So today marks the 100th day I have run at least 5 kilometres every single day this year, starting from 1st January 2020. I have run 655km in total so I have actually averaged just over 6.5km a day. My accomplishment has included some very late night runs (2330 is the latest start I have been able to find) and some early runs (a few around 0600 – I’m not someone who usually runs in the mornings) , runs before and after long-haul flights and one significantly slower run after a curry and some beers (I forgot I hadn’t been for my run…) I have also broken the 20 minutes – 5km barrier for the first time in my life with a time of 19:36 as well as setting new PBs for 10km and 15km but I am currently carrying a knee injury which is preventing me from pushing myself too hard, so quite a mixed bag really.
So what have I learnt so far?
1. It isn’t always easy. There have been numerous days where I have wished I didn’t need to go for a run and would much rather spend my time inside, in bed. During February there was a couple of weeks during which every single day the temperature was hovering around freezing, it was raining and more often than not it was raining (Storms Brendan and Ciara). During this significantly wet time I had to rotate my shoes between the corridor, my radiator and actually running in them so it was handy to have a stock of newspaper to stuff the wet shoes and it is also helpful that I have more that one pair of running trainers, these are what I have been running in so far this year:The Saucony Triumph Iso 5 is my main road running trainer and the one I use to race in and run longer distances as it has good ankle support and a very comfortable foot bed.
The Adidas Men’s Ultraboost was the first serious running shoe I bought and is super lightweight, it is now my backup trainer but I still use it a lot in wet weather as my Saucony’s need time to dry.
The La Sportiva Akasha is an excellent shoe for running on Salisbury Plain and the surrounding area, it especially comes to the fore on muddy ground but is equally good on gravel, woodland trails and I have run long distances on tarmac with these too.
2. As well as rotating my shoes I have had to buy additional running socks to avoid having to put a load of washing on every couple of days.
For long runs I wear Hilly Men’s Supreme Quarter Socks
, they’re low profile, comfortable and no irritating stitching or rucking even after a couple of hours.
For crosscountry runs or when I know that it’ll be exceptionally muddy at points then i will wear Hilly Ultra Marathon Running Socks
as they have a higher ankle but still offer excellent comfort.
For shorter runs I am less fussed by my socks and will happily wear a regular pair of cotton socks (I know some people will shoot me down for saying that).
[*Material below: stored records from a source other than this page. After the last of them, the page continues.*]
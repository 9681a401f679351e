//! Model and annotation file names of every experiment run.
//!
//! Names are plain string concatenations reproduced from the existing
//! experiment layout, including its irregular separators in single mode.
//! Downstream stages find files by these names only.

use std::path::PathBuf;

use selftrain_core::partition::CONLLX_EXTENSION as EXT;
use selftrain_core::{CorpusFamily, ExecLayout};

use crate::experiment::SizeSpec;

/// Which part of the experiment grid a run belongs to.
#[derive(Debug, Clone, Copy, PartialEq, Eq)]
pub enum Scope {
    /// A `single` experiment with the given seed size.
    Single { seed_size: SizeSpec },
    /// One rung of the seed-size sweep.
    SeedSize(usize),
    /// One rung of the self-training-size sweep.
    SelfTrainingSize(usize),
}

impl Scope {
    /// Tag embedded in sweep file names, `None` in single mode.
    fn tag(self) -> Option<String> {
        match self {
            Self::Single { .. } => None,
            Self::SeedSize(n) => Some(format!("seed_size_{n}")),
            Self::SelfTrainingSize(n) => Some(format!("self_training_size_{n}")),
        }
    }
}

/// Stage of a run, selecting the model-name suffix.
#[derive(Debug, Clone, Copy, PartialEq, Eq)]
pub enum ModelStage {
    Plain,
    Adapt,
    AdaptCombined,
}

impl ModelStage {
    fn suffix(self) -> &'static str {
        match self {
            Self::Plain => "",
            Self::Adapt => "_adapt",
            Self::AdaptCombined => "_adapt_combined",
        }
    }
}

/// Path builder for one (seed, test) pair in an execution directory.
#[derive(Debug, Clone)]
pub struct Names {
    layout: ExecLayout,
    seed: CorpusFamily,
    test: CorpusFamily,
}

impl Names {
    pub fn new(layout: ExecLayout, seed: CorpusFamily, test: CorpusFamily) -> Self {
        Self { layout, seed, test }
    }

    #[must_use]
    pub fn layout(&self) -> &ExecLayout {
        &self.layout
    }

    /// Training input of the given family and size.
    #[must_use]
    pub fn corpus(&self, family: CorpusFamily, size: SizeSpec) -> PathBuf {
        match size {
            SizeSpec::Full => self.layout.training(family),
            SizeSpec::Sentences(n) => self.layout.partition(family, n),
        }
    }

    /// Test set of a family.
    #[must_use]
    pub fn test_set(&self, family: CorpusFamily) -> PathBuf {
        self.layout.test(family)
    }

    /// Model directory for a run evaluated on `eval`.
    ///
    /// `model_<s>_<t>[suffix]` in single mode,
    /// `model_<tag>_<s>_<eval>[suffix]` in sweeps.
    #[must_use]
    pub fn model(&self, scope: Scope, eval: CorpusFamily, stage: ModelStage) -> PathBuf {
        let suffix = stage.suffix();
        let name = match scope.tag() {
            None => format!("model_{}_{}{suffix}", self.seed, eval),
            Some(tag) => format!("model_{tag}_{}_{}{suffix}", self.seed, eval),
        };
        self.layout.file(name)
    }

    /// Annotations of a test set by a model trained on seed data only.
    #[must_use]
    pub fn test_annotations(&self, scope: Scope, eval: CorpusFamily) -> PathBuf {
        let name = match scope.tag() {
            None => format!("test_set_annotations_{}_{}{EXT}", self.seed, eval),
            Some(tag) => format!("test_annotations_{tag}_{}_{}{EXT}", self.seed, eval),
        };
        self.layout.file(name)
    }

    /// Annotations of the self-training set, later merged into training data.
    #[must_use]
    pub fn self_training_annotations(&self, scope: Scope) -> PathBuf {
        let name = match scope.tag() {
            None => format!("self_train_set_annotations{}_{}{EXT}", self.seed, self.test),
            Some(tag) => format!("self_train_set_annotations_{tag}_{}_{}{EXT}", self.seed, self.test),
        };
        self.layout.file(name)
    }

    /// Training data combined with the self-training annotations.
    #[must_use]
    pub fn combined(&self, scope: Scope) -> PathBuf {
        let tag = match scope {
            Scope::Single { seed_size } => format!("seed_size_{}", seed_size.file_label()),
            _ => scope.tag().unwrap_or_default(),
        };
        self.layout
            .file(format!("combined_{}_{}_{tag}{EXT}", self.seed, self.test))
    }

    /// Test-set annotations by the model retrained on combined data.
    #[must_use]
    pub fn combined_test_annotations(&self, scope: Scope) -> PathBuf {
        let name = match scope.tag() {
            None => format!("test_set_annotations{}_{}{EXT}", self.seed, self.test),
            Some(tag) => format!("test_set_annotations_{tag}_{}_{}{EXT}", self.seed, self.test),
        };
        self.layout.file(name)
    }
}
3. I have found that I am a prolific podcast consumer. When I first started running years ago i always listened to music, like most people. I spent hours working out playlists and researched all the right ‘pump up’ songs and even looked into the tempo of songs to match it to my running tempo. I have since stopped listening to music as I wanted to be more productive on my runs so about two years ago I started listening to podcasts on a whole variety of different things. My current favourites include:
Jocko Podcast – A retired Navy Seal Colonel who interviews inspirational military personnel.
My dad wrote a porno – Do you need any more details…
The Gentlemen’s Journal – Interviews about successful British (predominately) businessmen.
FT Money Show – A weekly round up of the latest financial tips and concerns.
Marathon Talks – Another weekly round up, this time all things running, including an interview with a different running great each week.
4. I have also learnt that injuries take a lot longer to recover if you continue to run and don’t let them rest. Yes you probably already knew that, and so did I but actually seeing in practice with my knee (which after a month is still giving me problems) has really highlighted the issue.
5. Even if the weather was terrible on the run, I was feeling ill or my knee has been hurting then I have always felt better after a run, those little endorphins do do a good job.
So, what will the next 266 days of running entail? I suspect more of the same, some days where I am very motivated to run and others where it is a matter of just ‘logging’ the distance and running no further than the 5km. Hopefully my knee will sort itself out without needing a break from running and hopefully that will be my first and last injury for the year. If i continue for the rest of the year I can only see my cardiovascular fitness improving and with it my running PBs coming down. Watch this space.